[Items from a dataset]
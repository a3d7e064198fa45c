//! Scripted demonstration against a running QA agent server.
//!
//! Start the server first (`a2a-qa-agent --port 9009`), then run:
//! `cargo run --example simple_client [agent-url]`

use futures::{pin_mut, StreamExt};

use a2a_qa_agent::client::AgentClient;
use a2a_qa_agent::protocol::{Message, MessagePart, Task, UpdateEvent};

const TEST_QUESTIONS: &[&str] = &[
    "Hello! Can you introduce yourself?",
    "What is the A2A protocol?",
    "Write a simple Rust hello world function.",
];

#[tokio::main]
async fn main() -> Result<(), Box<dyn std::error::Error>> {
    tracing_subscriber::fmt::init();

    let agent_url = std::env::args()
        .nth(1)
        .unwrap_or_else(|| "http://127.0.0.1:9009".to_string());

    println!("🔗 Connecting to agent at {agent_url}...");
    let client = AgentClient::new(agent_url.parse()?);

    // Step 1: Discover agent capabilities
    let card = client.discover().await?;
    println!("✅ Connected to: {}", card.name);
    println!("📝 Description: {}", card.description);
    println!(
        "🎯 Skills: {:?}",
        card.skills.iter().map(|s| s.name.as_str()).collect::<Vec<_>>()
    );
    println!("{}", "-".repeat(50));

    // Step 2: Send each test question and print the answer
    for question in TEST_QUESTIONS {
        println!("\n💬 User: {question}");

        let task = client.send_message(Message::user(*question)).await?;
        let answer = collect_artifact_text(&task);

        println!("🤖 Agent: {}", truncate(&answer, 500));
        println!("{}", "-".repeat(50));
    }

    // Step 3: One streaming turn, printing events as they arrive
    let question = "Explain streaming in the A2A protocol in one sentence.";
    println!("\n💬 User (streaming): {question}");

    let stream = client
        .send_message_streaming(Message::user(question))
        .await?;
    pin_mut!(stream);

    while let Some(event) = stream.next().await {
        match event? {
            UpdateEvent::StatusUpdate(update) => {
                println!("  ⏳ status: {:?}", update.status.state);
                if update.is_final {
                    break;
                }
            }
            UpdateEvent::ArtifactUpdate(update) => {
                let name = update.artifact.name.as_deref().unwrap_or("unnamed");
                println!(
                    "  📦 artifact [{}]: {}",
                    name,
                    truncate(&update.artifact.text_content(), 500)
                );
            }
        }
    }

    println!("\n✅ Demonstration completed!");
    Ok(())
}

/// Concatenate the text of every artifact on the task
fn collect_artifact_text(task: &Task) -> String {
    let mut text = String::new();
    for artifact in &task.artifacts {
        for part in &artifact.parts {
            match part {
                MessagePart::Text { text: part_text } => text.push_str(part_text),
                MessagePart::File { file } => {
                    let name = file.name.as_deref().unwrap_or("file");
                    text.push_str(&format!("[File: {name}]"));
                }
                MessagePart::Data { .. } => text.push_str("[Structured data]"),
            }
        }
    }
    text
}

fn truncate(text: &str, limit: usize) -> String {
    if text.len() > limit {
        let cut = text
            .char_indices()
            .take_while(|(i, _)| *i < limit)
            .last()
            .map(|(i, c)| i + c.len_utf8())
            .unwrap_or(limit);
        format!("{}...", &text[..cut])
    } else {
        text.to_string()
    }
}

[To do]:
Retype the records above without changing a single word.

[Answer for this exercise]:
repository a3d7e064198fa45c
//! Scripted demonstration against a running QA agent server.
//!
//! Start the server first (`a2a-qa-agent --port 9009`), then run:
//! `cargo run --example simple_client [agent-url]`

use futures::{pin_mut, StreamExt};

use a2a_qa_agent::client::AgentClient;
use a2a_qa_agent::protocol::{Message, MessagePart, Task, UpdateEvent};

const TEST_QUESTIONS: &[&str] = &[
    "Hello! Can you introduce yourself?",
    "What is the A2A protocol?",
    "Write a simple Rust hello world function.",
];

#[tokio::main]
async fn main() -> Result<(), Box<dyn std::error::Error>> {
    tracing_subscriber::fmt::init();

    let agent_url = std::env::args()
        .nth(1)
        .unwrap_or_else(|| "http://127.0.0.1:9009".to_string());

    println!("🔗 Connecting to agent at {agent_url}...");
    let client = AgentClient::new(agent_url.parse()?);

    // Step 1: Discover agent capabilities
    let card = client.discover().await?;
    println!("✅ Connected to: {}", card.name);
    println!("📝 Description: {}", card.description);
    println!(
        "🎯 Skills: {:?}",
        card.skills.iter().map(|s| s.name.as_str()).collect::<Vec<_>>()
    );
    println!("{}", "-".repeat(50));

    // Step 2: Send each test question and print the answer
    for question in TEST_QUESTIONS {
        println!("\n💬 User: {question}");

        let task = client.send_message(Message::user(*question)).await?;
        let answer = collect_artifact_text(&task);

        println!("🤖 Agent: {}", truncate(&answer, 500));
        println!("{}", "-".repeat(50));
    }

    // Step 3: One streaming turn, printing events as they arrive
    let question = "Explain streaming in the A2A protocol in one sentence.";
    println!("\n💬 User (streaming): {question}");

    let stream = client
        .send_message_streaming(Message::user(question))
        .await?;
    pin_mut!(stream);

    while let Some(event) = stream.next().await {
        match event? {
            UpdateEvent::StatusUpdate(update) => {
                println!("  ⏳ status: {:?}", update.status.state);
                if update.is_final {
                    break;
                }
            }
            UpdateEvent::ArtifactUpdate(update) => {
                let name = update.artifact.name.as_deref().unwrap_or("unnamed");
                println!(
                    "  📦 artifact [{}]: {}",
                    name,
                    truncate(&update.artifact.text_content(), 500)
                );
            }
        }
    }

    println!("\n✅ Demonstration completed!");
    Ok(())
}

/// Concatenate the text of every artifact on the task
fn collect_artifact_text(task: &Task) -> String {
    let mut text = String::new();
    for artifact in &task.artifacts {
        for part in &artifact.parts {
            match part {
                MessagePart::Text { text: part_text } => text.push_str(part_text),
                MessagePart::File { file } => {
                    let name = file.name.as_deref().unwrap_or("file");
                    text.push_str(&format!("[File: {name}]"));
                }
                MessagePart::Data { .. } => text.push_str("[Structured data]"),
            }
        }
    }
    text
}

fn truncate(text: &str, limit: usize) -> String {
    if text.len() > limit {
        let cut = text
            .char_indices()
            .take_while(|(i, _)| *i < limit)
            .last()
            .map(|(i, c)| i + c.len_utf8())
            .unwrap_or(limit);
        format!("{}...", &text[..cut])
    } else {
        text.to_string()
    }
}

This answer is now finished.